Some years ago, I applied for employment in a religious school.
I was young and full of enthusiasm, with a respectable religious background and church upbringing. I had appropriate teaching qualifications and impeccable references.
The job interview went well, and we all seemed mutually happy, as a panel of administrators and parents asked me to respond to their school ethos, educational requirements etc. It was going swimmingly, and we were discussing educational practice until one parent asked me a hypothetical question out of the blue:
“Imagine you are on Yard Duty, and one of the students in the schoolyard asks you the question: ‘Are Adam and Eve in the Bible true?’ – How would you answer?”
I immediately recognised that this was a potential trap and that they wanted me to say: “I would tell them that if it is in the Bible, of course it is true.” But I also knew that such an answer was unsatisfactory to me. As someone who had been taught to think for myself within my Christian upbringing, and as a teacher, I could not ethically encourage children to blindly accept indoctrination.
Pausing for a moment, I came up with an answer which I felt would be acceptable to me as a teacher, and to them as Christians: “I would tell the student to go read the Bible, read their student Bible commentary, ask their parents, ask their teachers, ask their pastor, ask their friends, and then make an informed decision.”
“Thank you for coming,” replied that parent immediately, smiling thinly and gesturing to the door. I thanked them for their time, and left the room with my head held high. I had not betrayed my professional ethics as a teacher, and therefore I was useless to them.
This is one of many reasons why religious freedoms – the fake news being peddled by our federal government in an attempt to introduce a law that would abuse human rights under the cover of religiosity – must be opposed.
Everyone expresses concern about the ability of religious schools to fire gay teachers, Muslim gardeners or single mothers whose ‘chosen lifestyle’ is incompatible with the proclamations of religious bigots. I agree – but I wonder if the greater long-term damage might be in teaching students to NOT think critically about themselves and the world around them?
©2021 Geoff Allshorn
Makes me grin when I imagine what my response to that question might have been. They would not have been pleased.

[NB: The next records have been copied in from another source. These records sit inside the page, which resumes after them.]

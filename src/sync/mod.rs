//! Cycle orchestration.
//!
//! One [`Synchronizer::synchronize`] call is one cycle: read pending log
//! entries, deduplicate, validate, partition, apply, advance the offset,
//! commit. Any validation failure turns the cycle into a logged no-op so a
//! later cycle can retry once further log entries arrive.

pub mod apply;
pub mod dedupe;
pub mod log_reader;
pub mod partition;
pub mod table_reader;
pub mod validate;

use crate::config::SinkConfig;
use crate::error::Result;
use crate::records::{LogColumns, NodeColumns, TableRecords};
use crate::tree;
use apply::Applier;
use log_reader::LogTableReader;
use std::collections::HashSet;
use table_reader::NestedSetTableReader;
use tokio_postgres::{Client, Transaction};
use tracing::{info, warn};

/// What one cycle did, so callers can distinguish no-ops without parsing
/// logs.
#[derive(Debug, Clone, Copy, PartialEq, Eq)]
pub enum SyncOutcome {
    /// No log entries past the committed offset.
    NoPending,
    /// A pending entry or live row had missing or inverted coordinates.
    SkippedInvalidCoordinates,
    /// The projected state is not a valid nested-set forest.
    SkippedInvalidForest,
    /// Changes were applied and the offset advanced.
    Applied {
        inserted: usize,
        updated: usize,
        deleted: usize,
        offset: i64,
    },
}

pub struct Synchronizer {
    config: SinkConfig,
}

impl Synchronizer {
    pub fn new(config: SinkConfig) -> Self {
        Synchronizer { config }
    }

    pub fn config(&self) -> &SinkConfig {
        &self.config
    }

    /// Run one cycle in its own transaction. The transaction commits only
    /// when changes were applied; no-op cycles leave no trace.
    pub async fn synchronize(&self, client: &mut Client) -> Result<SyncOutcome> {
        let txn = client.transaction().await?;
        let outcome = self.synchronize_in(&txn).await?;
        if matches!(outcome, SyncOutcome::Applied { .. }) {
            txn.commit().await?;
        }
        Ok(outcome)
    }

    /// Run one cycle inside an externally owned transaction, for callers
    /// that commit the log append and the synchronization together.
    pub async fn synchronize_in(&self, txn: &Transaction<'_>) -> Result<SyncOutcome> {
        let log_reader = LogTableReader::new(&self.config);
        let offset = log_reader.read_offset(txn).await?;
        let pending = log_reader.read_pending(txn, offset).await?;
        info!(
            "Outstanding nested set log entries in the table {} to be synchronized: {}",
            self.config.log_table_name,
            pending.len()
        );
        if pending.is_empty() {
            return Ok(SyncOutcome::NoPending);
        }

        let log_columns = LogColumns::locate(&pending, &self.config)?;

        // The offset anchor is the pre-dedup maximum: superseded entries
        // produce no row change but their effect is still absorbed.
        let mut latest_log_id = i64::MIN;
        for row in &pending.rows {
            latest_log_id = latest_log_id.max(log_columns.log_id(row)?);
        }

        let TableRecords {
            columns: log_column_names,
            rows: pending_rows,
        } = pending;

        let survivors = dedupe::deduplicate(pending_rows, &log_columns)?;
        info!(
            "Outstanding deduplicated nested set log entries in the table {} to be synchronized: {}",
            self.config.log_table_name,
            survivors.len()
        );

        if !validate::log_entries_well_formed(
            &survivors,
            &log_columns,
            self.config.operation_type_upsert,
        )? {
            warn!(
                "Skipping synchronization: pending entries of the table {} contain invalid nested set coordinates",
                self.config.log_table_name
            );
            return Ok(SyncOutcome::SkippedInvalidCoordinates);
        }

        let live = NestedSetTableReader::new(&self.config).read_all(txn).await?;
        let node_columns = NodeColumns::locate(&live, &self.config)?;
        if !validate::table_rows_well_formed(&live.rows, &node_columns)? {
            warn!(
                "Skipping synchronization: the table {} contains invalid nested set coordinates",
                self.config.table_name
            );
            return Ok(SyncOutcome::SkippedInvalidCoordinates);
        }

        let projected = validate::project_forest(
            &live.rows,
            &node_columns,
            &survivors,
            &log_columns,
            self.config.operation_type_upsert,
            self.config.operation_type_delete,
        )?;
        if tree::build_forest(&projected).is_none() {
            info!(
                "The pending entries from {} can't be synchronized because the resulting structure is not a nested set",
                self.config.log_table_name
            );
            return Ok(SyncOutcome::SkippedInvalidForest);
        }

        let mut live_ids = HashSet::with_capacity(live.rows.len());
        for row in &live.rows {
            live_ids.insert(node_columns.id(row)?);
        }

        let partitions = partition::partition(
            survivors,
            &live_ids,
            &log_columns,
            self.config.operation_type_upsert,
            self.config.operation_type_delete,
        )?;

        Applier::new(&self.config)
            .apply(txn, &log_column_names, &log_columns, &partitions, latest_log_id)
            .await?;

        let outcome = SyncOutcome::Applied {
            inserted: partitions.inserts.len(),
            updated: partitions.updates.len(),
            deleted: partitions.deletes.len(),
            offset: latest_log_id,
        };
        info!(
            "Applied nested set updates to the table {}: {} inserted, {} updated, {} deleted, offset advanced to {}",
            self.config.table_name,
            partitions.inserts.len(),
            partitions.updates.len(),
            partitions.deletes.len(),
            latest_log_id
        );
        Ok(outcome)
    }
}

Which Adam and Eve? The couple in the first creation myth? Or the second on the next page? In one, Adam was created alone and Eve was created later, as an afterthought. In the other myth they were both created together. I would have implored the kid to read his Bible very, very carefully and to ponder the significance of such obvious contradictions, and to ask himself why others read their Bibles so superficially that they miss these things. After all, if this is the message of the creator of the universe, shouldn’t they read it with the greatest care?